Lei non ha nessuna macchina attaccata. È una cosa scandalosa voler fare apparire una cosa che non è».
«Noi siamo dei corpi che esprimono la sete e la fame.
Loro si esprimono con gli occhi», spiega poi Matilde Granero, mamma di Oscar Calì, oggi 21enne, da 15 anni in stato vegetativo, e presidente dell’associazione «Amici di Oscar». «Nutrizione e idratazione – precisa senza mezzi termini – sono un dovere per garantire il massimo della dignità della vita».
Claudio Taliento, vice presidente dell’associazione «Risveglio», oltre che membro del direttivo della Fnatc (Federazione nazionale associazioni trauma cranico) e del Seminario permanente sullo stato vegetativo istituito dal ministero della Salute, non transige: «Un punto focale non può essere messo in discussione: l’alimentazione e l’idratazione non sono terapia, ma un atto dovuto nei confronti di una persona non autosufficiente. Una delle peggiori torture di un uomo – puntualizza – è morire di sete. Il posizionamento della peg nella prima settimana è un atto che consente di salvare la vita di tantissime persone, lo si fa ancora quando non si ha la prognosi. Si punta a salvare la vita a persone diversamente destinate a morire.
Promulgare una legge in cui si accetta di morire anche di sete è incivile, atroce.
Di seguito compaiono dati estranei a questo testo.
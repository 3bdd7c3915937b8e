use std::sync::Arc;

use crate::engine::Engine;

use super::*;

#[no_mangle]
pub unsafe extern "C" fn burrow_open(
    config: *const burrow_config_t,
    out_handle: *mut *mut burrow_handle_t,
) -> burrow_status_t {
    if let Err(e) = require_handle(config, "config") {
        return e;
    }
    if let Err(e) = require_out_ptr(out_handle, "out_handle") {
        return e;
    }

    let config = match build_config(&*config) {
        Ok(c) => c,
        Err(e) => return e,
    };

    match Engine::open(config) {
        Ok(engine) => {
            *out_handle = Box::into_raw(Box::new(burrow_handle_t {
                engine: Arc::new(engine),
            }));
            BURROW_OK
        }
        Err(e) => status_from_error(&e),
    }
}

#[no_mangle]
pub unsafe extern "C" fn burrow_close(handle: *mut burrow_handle_t) -> burrow_status_t {
    if handle.is_null() {
        return invalid_input("handle must not be null");
    }

    let handle = Box::from_raw(handle);
    match Arc::try_unwrap(handle.engine) {
        Ok(engine) => match engine.close() {
            Ok(()) => BURROW_OK,
            Err(e) => status_from_error(&e),
        },
        // Readers still hold the engine; it shuts down with the last of them.
        Err(engine) => {
            tracing::warn!(
                readers = Arc::strong_count(&engine) - 1,
                "Handle closed while readers are still open"
            );
            BURROW_OK
        }
    }
}

#[no_mangle]
pub unsafe extern "C" fn burrow_single_stat(
    handle: *const burrow_handle_t,
    key: burrow_buf_t,
    out_stat: *mut burrow_stat_t,
) -> burrow_status_t {
    if let Err(e) = require_handle(handle, "handle") {
        return e;
    }
    if let Err(e) = require_out_ptr(out_stat, "out_stat") {
        return e;
    }
    let key = match bytes_from_buf(key, "key") {
        Ok(k) => k,
        Err(e) => return e,
    };

    match (*handle).engine.stat(key) {
        Some(stat) => {
            *out_stat = stat.into();
            BURROW_OK
        }
        None => BURROW_NO_SUCH_KEY,
    }
}

/// Returns the number of bytes written, or `BURROW_WRITE_FAILED`.
#[no_mangle]
pub unsafe extern "C" fn burrow_single_write_buf(
    handle: *const burrow_handle_t,
    key: burrow_buf_t,
    value: burrow_buf_t,
) -> usize {
    if require_handle(handle, "handle").is_err() {
        return BURROW_WRITE_FAILED;
    }
    let (key, value) = match (bytes_from_buf(key, "key"), bytes_from_buf(value, "value")) {
        (Ok(k), Ok(v)) => (k, v),
        _ => return BURROW_WRITE_FAILED,
    };

    match (*handle).engine.write(key, value) {
        Ok(written) => written,
        Err(e) => {
            status_from_error(&e);
            BURROW_WRITE_FAILED
        }
    }
}

/// `buf.size` holds the capacity of `buf.ptr` on entry and the count read on
/// return.
#[no_mangle]
pub unsafe extern "C" fn burrow_single_readat(
    handle: *const burrow_handle_t,
    key: burrow_buf_t,
    buf: *mut burrow_mut_buf_t,
    offset: u64,
) -> burrow_status_t {
    if let Err(e) = require_handle(handle, "handle") {
        return e;
    }
    if let Err(e) = require_out_ptr(buf, "buf") {
        return e;
    }
    let key = match bytes_from_buf(key, "key") {
        Ok(k) => k,
        Err(e) => return e,
    };
    let buf = &mut *buf;
    let dest = match bytes_from_mut_ptr(buf.ptr, buf.size, "buf.ptr") {
        Ok(d) => d,
        Err(e) => return e,
    };

    match (*handle).engine.read_at(key, dest, offset) {
        Ok(n) => {
            buf.size = n;
            BURROW_OK
        }
        Err(e) => status_from_error(&e),
    }
}

/// `out_stat` receives the metadata the key had when it was removed.
#[no_mangle]
pub unsafe extern "C" fn burrow_single_delete(
    handle: *const burrow_handle_t,
    key: burrow_buf_t,
    out_stat: *mut burrow_stat_t,
) -> burrow_status_t {
    if let Err(e) = require_handle(handle, "handle") {
        return e;
    }
    if let Err(e) = require_out_ptr(out_stat, "out_stat") {
        return e;
    }
    let key = match bytes_from_buf(key, "key") {
        Ok(k) => k,
        Err(e) => return e,
    };

    match (*handle).engine.delete(key) {
        Ok(Some(stat)) => {
            *out_stat = stat.into();
            BURROW_OK
        }
        Ok(None) => BURROW_NO_SUCH_KEY,
        Err(e) => status_from_error(&e),
    }
}

#[no_mangle]
pub unsafe extern "C" fn burrow_list_items(
    handle: *const burrow_handle_t,
    prefix: burrow_buf_t,
    out_items: *mut *mut burrow_item_t,
    out_len: *mut usize,
) -> burrow_status_t {
    if let Err(e) = require_handle(handle, "handle") {
        return e;
    }
    if let Err(e) = require_out_ptr(out_items, "out_items") {
        return e;
    }
    if let Err(e) = require_out_ptr(out_len, "out_len") {
        return e;
    }
    let prefix = match bytes_from_buf(prefix, "prefix") {
        Ok(p) => p,
        Err(e) => return e,
    };

    let items = (*handle).engine.list_items(prefix);
    export_items(items, out_items, out_len);
    BURROW_OK
}

#[no_mangle]
pub unsafe extern "C" fn burrow_set_instance_limits(
    handle: *const burrow_handle_t,
    limits: *const burrow_limits_t,
) -> burrow_status_t {
    if let Err(e) = require_handle(handle, "handle") {
        return e;
    }
    if let Err(e) = require_handle(limits, "limits") {
        return e;
    }

    (*handle).engine.set_limits((*limits).into());
    BURROW_OK
}

/// `out_removed` may be null.
#[no_mangle]
pub unsafe extern "C" fn burrow_cleanup_snapshots(
    handle: *const burrow_handle_t,
    out_removed: *mut usize,
) -> burrow_status_t {
    if let Err(e) = require_handle(handle, "handle") {
        return e;
    }

    match (*handle).engine.cleanup_snapshots() {
        Ok(removed) => {
            if !out_removed.is_null() {
                *out_removed = removed;
            }
            BURROW_OK
        }
        Err(e) => status_from_error(&e),
    }
}
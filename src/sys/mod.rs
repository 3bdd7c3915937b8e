//! Handle-based boundary to the storage engine.
//!
//! Every engine object crosses this boundary as an opaque pointer, and every
//! result as a status code. The client layer in `crate::client` is the only
//! intended caller; the functions are also exported from the cdylib.
//!
//! # Safety
//!
//! All `extern "C"` functions here follow the same safety contract: pointer
//! arguments must be valid (properly aligned, and non-null where required)
//! for the duration of the call, and out-pointers must point to writable
//! memory. Each function validates its inputs and returns
//! `BURROW_INVALID_INPUT` on null pointers rather than invoking undefined
//! behavior. Byte descriptors are only read during the call that receives
//! them; the engine never retains one.
//!
//! # Ownership
//!
//! | Object              | Created by              | Released by            |
//! |---------------------|-------------------------|------------------------|
//! | `burrow_handle_t`   | `burrow_open`           | `burrow_close`         |
//! | `burrow_reader_t`   | `burrow_reader_new`     | `burrow_reader_end`    |
//! | `burrow_value_t`    | `burrow_reader_add/put` | its reader's end       |
//! | item envelope       | `*_list_items`          | `burrow_items_free`    |
//! | item key bytes      | `*_list_items`          | `burrow_bytes_free`    |
#![allow(non_camel_case_types)]
#![allow(clippy::missing_safety_doc)]

mod handle;
mod memory;
mod reader;
mod value;

use std::path::PathBuf;
use std::ptr::NonNull;
use std::sync::Arc;

use crate::config::{Config, Limits, WalSyncStrategy};
use crate::engine::Engine;
use crate::error::BurrowError;
use crate::item::{Item, Stat, Timestamp};
use crate::memtable::Record;
use crate::transaction::Transaction;

pub use handle::*;
pub use memory::*;
pub use reader::*;
pub use value::*;

// =============================================================================
// Status Codes
// =============================================================================

pub type burrow_status_t = u32;

pub const BURROW_OK: burrow_status_t = 0;
pub const BURROW_NO_SUCH_KEY: burrow_status_t = 1;
pub const BURROW_IO_ERROR: burrow_status_t = 2;
pub const BURROW_INVALID_INPUT: burrow_status_t = 3;
pub const BURROW_INTERNAL: burrow_status_t = 4;

/// Returned by `burrow_single_write_buf` in place of a byte count on failure
pub const BURROW_WRITE_FAILED: usize = usize::MAX;

/// `burrow_limits_t` field value meaning "no cap"
pub const BURROW_NO_LIMIT: u64 = u64::MAX;

// =============================================================================
// Opaque Objects
// =============================================================================

pub struct burrow_handle_t {
    pub(crate) engine: Arc<Engine>,
}

pub struct burrow_reader_t {
    pub(crate) txn: Transaction,
    /// Owned value handles; addresses stay fixed until the reader is freed
    pub(crate) values: Vec<NonNull<burrow_value_t>>,
}

pub struct burrow_value_t {
    pub(crate) key: Vec<u8>,
    /// Filled in when the owning reader commits
    pub(crate) record: Option<Record>,
    pub(crate) committed: bool,
}

impl Drop for burrow_reader_t {
    fn drop(&mut self) {
        for value in self.values.drain(..) {
            // SAFETY: leaked from a Box in reader_stage and owned
            // exclusively by this reader.
            unsafe { drop(Box::from_raw(value.as_ptr())) };
        }
    }
}

// =============================================================================
// Plain Data
// =============================================================================

/// Borrowed, read-only bytes
#[repr(C)]
#[derive(Debug, Clone, Copy)]
pub struct burrow_buf_t {
    pub ptr: *const u8,
    pub size: usize,
}

/// Borrowed, writable bytes. `size` is the capacity on entry and the count
/// filled on return.
#[repr(C)]
#[derive(Debug)]
pub struct burrow_mut_buf_t {
    pub ptr: *mut u8,
    pub size: usize,
}

#[repr(C)]
#[derive(Debug, Clone, Copy, Default)]
pub struct burrow_timestamp_t {
    pub secs: i64,
    pub nanos: u32,
}

#[repr(C)]
#[derive(Debug, Clone, Copy, Default)]
pub struct burrow_stat_t {
    pub last_used: burrow_timestamp_t,
    pub size: u64,
}

/// One listed key; `key` is an engine allocation released with
/// `burrow_bytes_free`
#[repr(C)]
#[derive(Debug)]
pub struct burrow_item_t {
    pub key: burrow_mut_buf_t,
    pub stat: burrow_stat_t,
}

#[repr(C)]
#[derive(Debug, Clone, Copy)]
pub struct burrow_limits_t {
    pub max_value_length_sum: u64,
}

#[repr(C)]
#[derive(Debug, Clone, Copy)]
pub struct burrow_config_t {
    /// UTF-8 path
    pub data_dir: burrow_buf_t,
    /// fsync after this many WAL entries; 0 means after every entry
    pub sync_every_n: u64,
    pub compact_threshold: u64,
    pub limits: burrow_limits_t,
}

impl From<Stat> for burrow_stat_t {
    fn from(stat: Stat) -> Self {
        Self {
            last_used: burrow_timestamp_t {
                secs: stat.last_used.secs,
                nanos: stat.last_used.nanos,
            },
            size: stat.size,
        }
    }
}

impl From<burrow_stat_t> for Stat {
    fn from(raw: burrow_stat_t) -> Self {
        Self {
            size: raw.size,
            last_used: Timestamp {
                secs: raw.last_used.secs,
                nanos: raw.last_used.nanos,
            },
        }
    }
}

impl From<Limits> for burrow_limits_t {
    fn from(limits: Limits) -> Self {
        Self {
            max_value_length_sum: limits.max_value_length_sum.unwrap_or(BURROW_NO_LIMIT),
        }
    }
}

impl From<burrow_limits_t> for Limits {
    fn from(raw: burrow_limits_t) -> Self {
        Self {
            max_value_length_sum: match raw.max_value_length_sum {
                BURROW_NO_LIMIT => None,
                max => Some(max),
            },
        }
    }
}

// =============================================================================
// Helpers
// =============================================================================

/// Fold an engine error into its status code
pub(crate) fn status_from_error(err: &BurrowError) -> burrow_status_t {
    let status = match err {
        BurrowError::KeyNotFound => return BURROW_NO_SUCH_KEY,
        BurrowError::Io(_) | BurrowError::WalWrite(_) => BURROW_IO_ERROR,
        BurrowError::Config(_) | BurrowError::ReaderState { .. } => BURROW_INVALID_INPUT,
        _ => BURROW_INTERNAL,
    };
    tracing::error!(status, error = %err, "Engine operation failed");
    status
}

pub(crate) fn invalid_input(message: &str) -> burrow_status_t {
    tracing::error!(%message, "Rejected boundary call");
    BURROW_INVALID_INPUT
}

pub(crate) fn require_handle<T>(ptr: *const T, name: &str) -> Result<(), burrow_status_t> {
    if ptr.is_null() {
        Err(invalid_input(&format!("{name} must not be null")))
    } else {
        Ok(())
    }
}

pub(crate) fn require_out_ptr<T>(ptr: *mut T, name: &str) -> Result<(), burrow_status_t> {
    require_handle(ptr as *const T, name)
}

pub(crate) unsafe fn bytes_from_buf<'a>(
    buf: burrow_buf_t,
    name: &str,
) -> Result<&'a [u8], burrow_status_t> {
    if buf.ptr.is_null() && buf.size > 0 {
        Err(invalid_input(&format!("{name} must not be null when size > 0")))
    } else if buf.ptr.is_null() || buf.size == 0 {
        Ok(&[])
    } else {
        Ok(std::slice::from_raw_parts(buf.ptr, buf.size))
    }
}

pub(crate) unsafe fn bytes_from_mut_ptr<'a>(
    ptr: *mut u8,
    len: usize,
    name: &str,
) -> Result<&'a mut [u8], burrow_status_t> {
    if ptr.is_null() && len > 0 {
        Err(invalid_input(&format!("{name} must not be null when size > 0")))
    } else if ptr.is_null() || len == 0 {
        Ok(&mut [])
    } else {
        Ok(std::slice::from_raw_parts_mut(ptr, len))
    }
}

pub(crate) unsafe fn build_config(raw: &burrow_config_t) -> Result<Config, burrow_status_t> {
    let dir = bytes_from_buf(raw.data_dir, "data_dir")?;
    if dir.is_empty() {
        return Err(invalid_input("data_dir must not be empty"));
    }
    let dir = std::str::from_utf8(dir)
        .map_err(|e| invalid_input(&format!("data_dir is not valid UTF-8: {e}")))?;

    let wal_sync_strategy = match raw.sync_every_n {
        0 => WalSyncStrategy::EveryWrite,
        n => WalSyncStrategy::EveryNEntries {
            count: usize::try_from(n).unwrap_or(usize::MAX),
        },
    };

    Ok(Config {
        data_dir: PathBuf::from(dir),
        wal_sync_strategy,
        compact_threshold: raw.compact_threshold,
        limits: raw.limits.into(),
    })
}

pub(crate) fn alloc_bytes(data: &[u8]) -> (*mut u8, usize) {
    let len = data.len();
    if len == 0 {
        return (std::ptr::null_mut(), 0);
    }
    let layout = match std::alloc::Layout::from_size_align(len, 1) {
        Ok(layout) => layout,
        Err(_) => return (std::ptr::null_mut(), 0),
    };
    unsafe {
        let ptr = std::alloc::alloc(layout);
        if ptr.is_null() {
            std::alloc::handle_alloc_error(layout);
        }
        std::ptr::copy_nonoverlapping(data.as_ptr(), ptr, len);
        (ptr, len)
    }
}

/// Hand a listing to the caller as an engine-owned envelope plus per-key
/// allocations
pub(crate) unsafe fn export_items(
    items: Vec<Item>,
    out_items: *mut *mut burrow_item_t,
    out_len: *mut usize,
) {
    let exported: Box<[burrow_item_t]> = items
        .into_iter()
        .map(|item| {
            let (ptr, size) = alloc_bytes(&item.key);
            burrow_item_t {
                key: burrow_mut_buf_t { ptr, size },
                stat: item.stat.into(),
            }
        })
        .collect();

    *out_len = exported.len();
    *out_items = if exported.is_empty() {
        std::ptr::null_mut()
    } else {
        Box::into_raw(exported) as *mut burrow_item_t
    };
}
//! Filesystem-style view of a stored key

use std::borrow::Cow;
use std::time::SystemTime;

use crate::item::{Item, Stat};

/// Permission bits reported for every key: read-only for everyone
pub const READ_ONLY_MODE: u32 = 0o444;

/// A key presented as a read-only regular file
#[derive(Debug, Clone, PartialEq, Eq)]
pub struct FileInfo {
    name: Vec<u8>,
    stat: Stat,
}

impl FileInfo {
    pub fn new(name: impl Into<Vec<u8>>, stat: Stat) -> Self {
        Self {
            name: name.into(),
            stat,
        }
    }

    /// Key as text; invalid UTF-8 is replaced
    pub fn name(&self) -> Cow<'_, str> {
        String::from_utf8_lossy(&self.name)
    }

    pub fn name_bytes(&self) -> &[u8] {
        &self.name
    }

    pub fn size(&self) -> u64 {
        self.stat.size
    }

    pub fn mode(&self) -> u32 {
        READ_ONLY_MODE
    }

    /// Last-used time of the key
    pub fn mod_time(&self) -> SystemTime {
        self.stat.last_used()
    }

    pub fn is_dir(&self) -> bool {
        false
    }

    pub fn stat(&self) -> &Stat {
        &self.stat
    }
}

impl From<Item> for FileInfo {
    fn from(item: Item) -> Self {
        Self::new(item.key, item.stat)
    }
}
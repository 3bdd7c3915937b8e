use super::*;

/// Copy the value's bytes from `offset`. `buf.size` holds the capacity on
/// entry and the count copied on return. Only valid once the owning reader
/// has begun.
#[no_mangle]
pub unsafe extern "C" fn burrow_value_read_at(
    value: *const burrow_value_t,
    buf: *mut burrow_mut_buf_t,
    offset: u64,
) -> burrow_status_t {
    if let Err(e) = require_handle(value, "value") {
        return e;
    }
    if let Err(e) = require_out_ptr(buf, "buf") {
        return e;
    }

    let value = &*value;
    if !value.committed {
        return invalid_input("value read before its reader began");
    }
    let record = match &value.record {
        Some(record) => record,
        None => return BURROW_NO_SUCH_KEY,
    };

    let buf = &mut *buf;
    let dest = match bytes_from_mut_ptr(buf.ptr, buf.size, "buf.ptr") {
        Ok(d) => d,
        Err(e) => return e,
    };
    buf.size = record.read_at(dest, offset);
    BURROW_OK
}

#[no_mangle]
pub unsafe extern "C" fn burrow_value_stat(
    value: *const burrow_value_t,
    out_stat: *mut burrow_stat_t,
) -> burrow_status_t {
    if let Err(e) = require_handle(value, "value") {
        return e;
    }
    if let Err(e) = require_out_ptr(out_stat, "out_stat") {
        return e;
    }

    let value = &*value;
    if !value.committed {
        return invalid_input("value stat before its reader began");
    }
    match &value.record {
        Some(record) => {
            *out_stat = record.stat().into();
            BURROW_OK
        }
        None => BURROW_NO_SUCH_KEY,
    }
}
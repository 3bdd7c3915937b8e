//! Key metadata shared by the engine, the boundary and the client.

use std::time::{Duration, SystemTime, UNIX_EPOCH};

/// Seconds + nanoseconds since the Unix epoch.
///
/// The engine stamps at millisecond resolution, so `nanos` is always a whole
/// number of milliseconds.
#[derive(Debug, Clone, Copy, Default, PartialEq, Eq, PartialOrd, Ord, Hash)]
pub struct Timestamp {
    pub secs: i64,
    pub nanos: u32,
}

impl Timestamp {
    /// Build from unix milliseconds
    pub fn from_millis(millis: u64) -> Self {
        Self {
            secs: (millis / 1000) as i64,
            nanos: ((millis % 1000) * 1_000_000) as u32,
        }
    }

    /// Unix milliseconds (negative times clamp to zero)
    pub fn as_millis(&self) -> u64 {
        if self.secs < 0 {
            return 0;
        }
        self.secs as u64 * 1000 + u64::from(self.nanos / 1_000_000)
    }

    pub fn to_system_time(&self) -> SystemTime {
        if self.secs >= 0 {
            UNIX_EPOCH + Duration::new(self.secs as u64, self.nanos)
        } else {
            UNIX_EPOCH - Duration::from_secs(self.secs.unsigned_abs())
                + Duration::from_nanos(u64::from(self.nanos))
        }
    }
}

/// Unix time in milliseconds
pub(crate) fn now_millis() -> u64 {
    SystemTime::now()
        .duration_since(UNIX_EPOCH)
        .map(|d| d.as_millis() as u64)
        .unwrap_or(0)
}

/// Point-in-time metadata for a key.
///
/// A `Stat` never changes after it is returned; take a new one to observe
/// later writes or touches.
#[derive(Debug, Clone, Copy, PartialEq, Eq)]
pub struct Stat {
    /// Length of the stored value in bytes
    pub size: u64,
    /// Last write or read through a reader/single-key read
    pub last_used: Timestamp,
}

impl Stat {
    pub fn size(&self) -> u64 {
        self.size
    }

    pub fn last_used(&self) -> SystemTime {
        self.last_used.to_system_time()
    }
}

/// A key and its metadata, as returned by listing.
///
/// The key bytes belong to the caller outright.
#[derive(Debug, Clone, PartialEq, Eq)]
pub struct Item {
    pub key: Vec<u8>,
    pub stat: Stat,
}
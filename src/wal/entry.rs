//! WAL Entry definitions
//!
//! Defines the structure of individual WAL log entries and their framing.

use serde::{Deserialize, Serialize};

use crate::error::{BurrowError, Result};
use crate::item::now_millis;

/// Frame header size: LSN (8) + CRC (4) + Len (4)
pub const HEADER_SIZE: usize = 16;

/// A single entry in the WAL
#[derive(Debug, Clone, PartialEq, Serialize, Deserialize)]
pub struct WalEntry {
    /// Log Sequence Number - monotonically increasing
    pub lsn: u64,

    /// The operation to perform
    pub operation: Operation,

    /// Timestamp (unix millis) when entry was created.
    /// Replay uses it as the last-used time of every key the entry touches.
    pub timestamp: u64,
}

/// Operations that can be logged
#[derive(Debug, Clone, PartialEq, Eq, Serialize, Deserialize)]
pub enum Operation {
    /// Put a key-value pair
    Put { key: Vec<u8>, value: Vec<u8> },

    /// Delete a key
    Delete { key: Vec<u8> },

    /// Refresh a key's last-used time
    Touch { key: Vec<u8> },

    /// Operations applied as one unit; a torn batch is dropped whole
    Batch { operations: Vec<Operation> },
}

impl Operation {
    /// Number of leaf operations (batches are flattened)
    pub fn len(&self) -> usize {
        match self {
            Operation::Batch { operations } => operations.iter().map(Operation::len).sum(),
            _ => 1,
        }
    }

    pub fn is_empty(&self) -> bool {
        self.len() == 0
    }
}

impl WalEntry {
    /// Create an entry stamped with the current time
    pub fn new(lsn: u64, operation: Operation) -> Self {
        Self::with_timestamp(lsn, operation, now_millis())
    }

    /// Create an entry with an explicit timestamp (used by checkpoints)
    pub fn with_timestamp(lsn: u64, operation: Operation, timestamp: u64) -> Self {
        Self {
            lsn,
            operation,
            timestamp,
        }
    }

    /// Serialize to a framed record: `[lsn][crc][len][payload]`
    pub fn serialize(&self) -> Result<Vec<u8>> {
        encode_frame(self.lsn, &self.operation, self.timestamp)
    }

    /// Parse one framed record from the start of `bytes`
    pub fn deserialize(bytes: &[u8]) -> Result<Self> {
        if bytes.len() < HEADER_SIZE {
            return Err(BurrowError::WalCorruption(format!(
                "Incomplete header: expected {} bytes, got {}",
                HEADER_SIZE,
                bytes.len()
            )));
        }

        let (lsn, crc, len) = decode_header(&bytes[..HEADER_SIZE]);
        let end = HEADER_SIZE + len;
        if bytes.len() < end {
            return Err(BurrowError::WalCorruption(format!(
                "Incomplete payload: expected {} bytes, got {}",
                len,
                bytes.len() - HEADER_SIZE
            )));
        }

        Self::from_parts(lsn, crc, &bytes[HEADER_SIZE..end])
    }

    /// Validate a payload against its header fields and decode it
    pub(crate) fn from_parts(lsn: u64, crc: u32, payload: &[u8]) -> Result<Self> {
        let actual = checksum(lsn, payload);
        if actual != crc {
            return Err(BurrowError::WalCorruption(format!(
                "CRC mismatch at LSN {}: stored {:#010x}, computed {:#010x}",
                lsn, crc, actual
            )));
        }

        let (operation, timestamp): (Operation, u64) = bincode::deserialize(payload)
            .map_err(|e| BurrowError::WalCorruption(format!("Undecodable payload: {}", e)))?;

        Ok(Self {
            lsn,
            operation,
            timestamp,
        })
    }

    /// Size of the framed record in bytes
    pub fn serialized_size(&self) -> Result<usize> {
        let payload = bincode::serialized_size(&(&self.operation, self.timestamp))?;
        Ok(HEADER_SIZE + payload as usize)
    }

    /// CRC32 over the LSN and payload
    pub fn compute_crc(&self) -> Result<u32> {
        let payload = bincode::serialize(&(&self.operation, self.timestamp))?;
        Ok(checksum(self.lsn, &payload))
    }
}

/// Frame an operation without building an owned `WalEntry`
pub(crate) fn encode_frame(lsn: u64, operation: &Operation, timestamp: u64) -> Result<Vec<u8>> {
    let payload = bincode::serialize(&(operation, timestamp))?;
    let len = u32::try_from(payload.len()).map_err(|_| {
        BurrowError::WalWrite(format!("Entry too large: {} bytes", payload.len()))
    })?;

    let mut frame = Vec::with_capacity(HEADER_SIZE + payload.len());
    frame.extend_from_slice(&lsn.to_le_bytes());
    frame.extend_from_slice(&checksum(lsn, &payload).to_le_bytes());
    frame.extend_from_slice(&len.to_le_bytes());
    frame.extend_from_slice(&payload);
    Ok(frame)
}

/// Split a header into (lsn, crc, payload_len)
pub(crate) fn decode_header(header: &[u8]) -> (u64, u32, usize) {
    let mut lsn = [0u8; 8];
    lsn.copy_from_slice(&header[0..8]);
    let mut crc = [0u8; 4];
    crc.copy_from_slice(&header[8..12]);
    let mut len = [0u8; 4];
    len.copy_from_slice(&header[12..16]);
    (
        u64::from_le_bytes(lsn),
        u32::from_le_bytes(crc),
        u32::from_le_bytes(len) as usize,
    )
}

fn checksum(lsn: u64, payload: &[u8]) -> u32 {
    let mut hasher = crc32fast::Hasher::new();
    hasher.update(&lsn.to_le_bytes());
    hasher.update(payload);
    hasher.finalize()
}
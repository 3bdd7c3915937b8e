//! Byte descriptors handed across the boundary
//!
//! A descriptor is a raw (pointer, length) pair tied by lifetime to the
//! slice it was built from, so the slice cannot move or be freed while the
//! descriptor exists. Descriptors are built on the stack right before a
//! boundary call and dropped right after; they are neither `Copy` nor `Send`.

use std::marker::PhantomData;

use crate::sys::{burrow_buf_t, burrow_mut_buf_t};

use super::status;

/// Read-only descriptor over a caller slice
pub(crate) struct BufRef<'a> {
    raw: burrow_buf_t,
    _borrow: PhantomData<&'a [u8]>,
}

impl<'a> BufRef<'a> {
    pub(crate) fn new(bytes: &'a [u8]) -> Self {
        Self {
            raw: burrow_buf_t {
                ptr: bytes.as_ptr(),
                size: bytes.len(),
            },
            _borrow: PhantomData,
        }
    }

    pub(crate) fn raw(&self) -> burrow_buf_t {
        self.raw
    }
}

/// Writable descriptor over a caller slice; the engine reports the count it
/// filled through `size`
pub(crate) struct BufMut<'a> {
    raw: burrow_mut_buf_t,
    capacity: usize,
    _borrow: PhantomData<&'a mut [u8]>,
}

impl<'a> BufMut<'a> {
    pub(crate) fn new(bytes: &'a mut [u8]) -> Self {
        let capacity = bytes.len();
        Self {
            raw: burrow_mut_buf_t {
                ptr: bytes.as_mut_ptr(),
                size: capacity,
            },
            capacity,
            _borrow: PhantomData,
        }
    }

    pub(crate) fn as_raw(&mut self) -> *mut burrow_mut_buf_t {
        &mut self.raw
    }

    /// Bytes the engine reported filling
    pub(crate) fn filled(&self) -> usize {
        if self.raw.size > self.capacity {
            status::contract_violation("read reported more bytes than the buffer holds");
        }
        self.raw.size
    }
}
Eppure pur di arrivare a decidere l’autodeterminazione siamo disposti a morire di fame e di sete».
Idratazione e alimentazione «non c’è dubbio, sono un fatto naturale che non ha nulla di terapeutico – rimarca ancora Francesco Napolitano, presidente di «Risveglio» –, è una necessità di assistenza al malato e quindi va sicuramente garantita in ogni situazione. E comunque siamo stati i primi a proporre un’integrazione al ddl: un’unica eccezione è possibile laddove c’è una situazione clinica in cui il paziente non può assorbire neanche nutrizione e idratazione». «Io a mia figlia do da mangiare e da bere con un sondino naso gastrico, con una siringa, né più né meno – spiega Fausto Quaresmini, papà di Moira, 39 anni, da 11 in stato vegetativo –. Noi le mettiamo acqua nel sondino e quel sondino la porta all’interno dello stomaco. Non è una medicina. Non usiamo macchine per tenere in vita nostra figlia. Si tratta solo di darle da bere e da mangiare. Ci sono persone che pensano che le persone con la sindrome della veglia a relazionale stiano in vita solo perché mangiano e bevono – aggiunge poi –. Ma tutti mangiano e bevono per stare in vita! Anche i legislatori che sono chiamati a votare la legge dovrebbero informarsi. Non si tratta di persone che vivono attaccate ai macchinari. Che vengano a vedere, casa mia è aperta!».